The Spectrum of Disease in the Rotator Cuff–Deficient Shoulder

6 The Spectrum of Disease in the Rotator Cuff–Deficient Shoulder


Jonathan Levy


The understanding of the relationship between the rotator cuff (RC) deficient shoulder and glenohumeral arthritis continues to evolve. Early attempts at defining this pathology resulted in a variety of nomenclature used to describe a similar clinical presentation: Milwaukee shoulder, l’épaule sénile hémorragique (the hemorrhagic shoulder of the elderly), cuff tear arthropathy (CTA), apatite-associated destructive arthritis, and so on. These clinical descriptions were focused on disease characteristics that typify what has become known as CTA: severe glenohumeral arthritis with joint collapse, a hemorrhagic-crystalline effusion, and a massive RC tear. Classic CTA actually represents one of several disease processes that can be present in the rotator cuff deficient shoulder. In fact, a spectrum of disease exists for the RC-deficient shoulder (Fig. 6–1).


Classic CTA, as originally described by Neer and colleagues,1 represents the patient with a massive RC tear with severe glenohumeral arthritis that advances with collapse of the articular surface. However, several other manifestations within the spectrum of the RC-deficient shoulder may result in a similar loss of function (Table 6–1). These include instability due to massive RC tears, RC tears with minimal arthritis, RC deficiency with anterior superior escape, and a variety of conditions that result in proximal humeral bone loss and subsequent RC deficiency (i.e., nonunion of greater tuberosity or tumor resection). My goal in this chapter is to first review the established knowledge on the disease. I will then focus on utilizing my group’s experience in managing this population of patients to establish key principles necessary to understand the pathology, pathophysiology, and treatment of the RC-deficient shoulder. By clearly defining the pathology present, one can begin to understand how aspects of the pathology contribute to the pathophysiology of the disease. This introduction will serve as a foundation for other chapters, as these principals are paramount in the diagnosis and management of the RC-deficient shoulder.


Historical Background


Although Neer et al1 first coined the term cuff tear arthropathy, the description of such pathology was reported previously. In the 19th century, Adams and Smith described a patient with a localized form of rheumatoid arthritis involving the shoulder.25 In 1934, Codman reported a patient with a subacromial space hygroma who had recurrent swelling, RC deficiency, severe glenohumeral arthritis, and cartilaginous bodies of the synovium.3 In 1981, McCarty coined the term Milwaukee shoulder seen in 4 patients with identical clinical presentations and joint fluid with active collagenase, neutral proteinase, and hydroxyapatite crystals.4 In 1983, Neer et al1 introduced the term cuff tear arthropathy to describe the presentation of 26 patients with massive RC tears and glenohumeral arthritis treated with a total shoulder replacement. Over the last century, several reports of similar clinical presentations established various theories as to how patients developed the condition.

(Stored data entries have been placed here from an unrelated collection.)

use crate::data::{FileQuestionSource, LoadError};
use crate::models::{AppState, Difficulty};
use crate::session::{QuizSession, SessionState, StartOutcome};

pub const MIN_COUNT: usize = 5;
pub const MAX_COUNT: usize = 50;
pub const COUNT_STEP: usize = 5;

/// Application state for the terminal front end.
///
/// Wraps the quiz session together with the purely presentational bits:
/// the welcome-screen selectors, the option cursor, the result scroll
/// offset and the "no questions" warning line.
pub struct App {
    pub state: AppState,
    source: FileQuestionSource,
    session: QuizSession,
    difficulty: Difficulty,
    requested_count: usize,
    selected_option: usize,
    result_scroll: usize,
    warning: Option<String>,
}

impl App {
    pub fn new(source: FileQuestionSource, difficulty: Difficulty, requested_count: usize) -> Self {
        Self {
            state: AppState::Welcome,
            source,
            session: QuizSession::new(),
            difficulty,
            requested_count: snap_count(requested_count),
            selected_option: 0,
            result_scroll: 0,
            warning: None,
        }
    }

    pub fn session(&self) -> &QuizSession {
        &self.session
    }

    pub fn difficulty(&self) -> Difficulty {
        self.difficulty
    }

    pub fn requested_count(&self) -> usize {
        self.requested_count
    }

    pub fn selected_option(&self) -> usize {
        self.selected_option
    }

    pub fn result_scroll(&self) -> usize {
        self.result_scroll
    }

    pub fn warning(&self) -> Option<&str> {
        self.warning.as_deref()
    }

    pub fn next_difficulty(&mut self) {
        self.difficulty = cycle(self.difficulty, 1);
    }

    pub fn previous_difficulty(&mut self) {
        self.difficulty = cycle(self.difficulty, Difficulty::ALL.len() - 1);
    }

    pub fn raise_count(&mut self) {
        self.requested_count = (self.requested_count + COUNT_STEP).min(MAX_COUNT);
    }

    pub fn lower_count(&mut self) {
        self.requested_count = self.requested_count.saturating_sub(COUNT_STEP).max(MIN_COUNT);
    }

    /// Starts (or resumes) the quiz for the selected configuration.
    ///
    /// When the source has nothing for the selected tier the app stays on
    /// the welcome screen with a warning line and the quiz view never opens.
    pub fn start_quiz(&mut self) {
        match self
            .session
            .start(&self.source, self.difficulty, self.requested_count)
        {
            Ok(StartOutcome::Started) => {
                self.state = AppState::Quiz;
                self.selected_option = 0;
                self.result_scroll = 0;
                self.warning = None;
            }
            Ok(StartOutcome::AlreadyActive) => {
                self.state = match self.session.state() {
                    SessionState::Completed => AppState::Result,
                    _ => AppState::Quiz,
                };
                self.warning = None;
            }
            Ok(StartOutcome::NoQuestions(cause)) => {
                self.warning = Some(no_questions_message(self.difficulty, cause));
            }
            Err(err) => {
                self.warning = Some(err.to_string());
            }
        }
    }

    pub fn select_next_option(&mut self) {
        let count = self.option_count();
        if count > 0 {
            self.selected_option = (self.selected_option + 1) % count;
        }
    }

    pub fn select_previous_option(&mut self) {
        let count = self.option_count();
        if count > 0 {
            self.selected_option = (self.selected_option + count - 1) % count;
        }
    }

    /// Submits the option under the cursor.
    pub fn submit_selected(&mut self) {
        let Some(option) = self
            .session
            .current_question()
            .and_then(|q| q.options.get(self.selected_option))
            .cloned()
        else {
            return;
        };

        if self.session.submit_answer(&option).is_ok() {
            self.selected_option = 0;
            if self.session.state() == SessionState::Completed {
                self.state = AppState::Result;
            }
        }
    }

    pub fn scroll_results_down(&mut self) {
        let max_scroll = self.session.log().len().saturating_sub(1);
        self.result_scroll = (self.result_scroll + 1).min(max_scroll);
    }

    pub fn scroll_results_up(&mut self) {
        self.result_scroll = self.result_scroll.saturating_sub(1);
    }

    /// Drops the attempt and returns to the welcome screen; the next start
    /// reshuffles even for an unchanged configuration.
    pub fn restart(&mut self) {
        self.session.restart();
        self.state = AppState::Welcome;
        self.selected_option = 0;
        self.result_scroll = 0;
        self.warning = None;
    }

    fn option_count(&self) -> usize {
        self.session
            .current_question()
            .map(|q| q.options.len())
            .unwrap_or(0)
    }
}

fn cycle(difficulty: Difficulty, by: usize) -> Difficulty {
    let position = Difficulty::ALL
        .iter()
        .position(|&d| d == difficulty)
        .unwrap_or(0);
    Difficulty::ALL[(position + by) % Difficulty::ALL.len()]
}

/// Snaps an arbitrary CLI-supplied count onto the 5..=50 step-5 grid.
fn snap_count(count: usize) -> usize {
    let clamped = count.clamp(MIN_COUNT, MAX_COUNT);
    clamped / COUNT_STEP * COUNT_STEP
}

fn no_questions_message(difficulty: Difficulty, cause: Option<LoadError>) -> String {
    match cause {
        Some(err) => format!("No questions available for {} ({})", difficulty, err),
        None => format!("No questions available for {}", difficulty),
    }
}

Classic Cuff Tear Arthropathy


Several theories on the etiology of CTA have been discussed. There exists no consensus among reports. The rheumatologic literature has emphasized the biochemical aspects of the condition, whereas the orthopedic descriptions have emphasized the mechanical factors.512


Reports of a hemorrhagic theory for CTA focused on the presence of a hemarthrosis in patients with severe glenohumeral arthritis and massive RC tears. In 1967, DeSeze6 first described this in 3 patients; however, later reports by Baudin5 in 1969 and Lamboley7 in 1977 noted similar presentations.


Another group of reports focused on the inflammatory nature of the disease process. The Milwaukee shoulder was introduced in the rheumatology literature by McCarty in 1981.4 This condition, reported mostly in women, consisted of massive RC tear, glenohumeral arthritis, bony destruction, and joint instability. The hemarthrosis present contained calcium phosphate crystals, active collagenase, protease activity, and inflammatory cells.4,8,9 The description of the Milwaukee shoulder emphasized the central role of calcium phosphate crystals. These crystals are phagocytized by synovial cells activating the release of destructive enzymes, which act on periarticular tissue and joint surfaces.4,817 Antoniou et al10 noted an association between the apatite crystals, massive RC tears, and glenohumeral arthritis. These crystals were seen with high levels of PGE2 in the synovial fluid of patients with CTA. The result is a picture of severe degenerative arthritis with significant bone loss and soft tissue destruction.


image


Figure 6–1 (A) The spectrum of disease. (B) Classic cuff tear arthroplasty.


The nutritional theory emphasizes the role of the RC as a structural barrier. As noted by Neer and colleagues,1 extravasation of synovial fluid in the presence of massive RC tears results in an inadequate diffusion of nutritional components necessary for articular cartilage metabolism. Additionally, by not using the joint, alterations in articular content (i.e., water content) and disuse osteopenia develop. This results in cartilage atrophy, subchondral osteopenia, and collapse of the humeral head.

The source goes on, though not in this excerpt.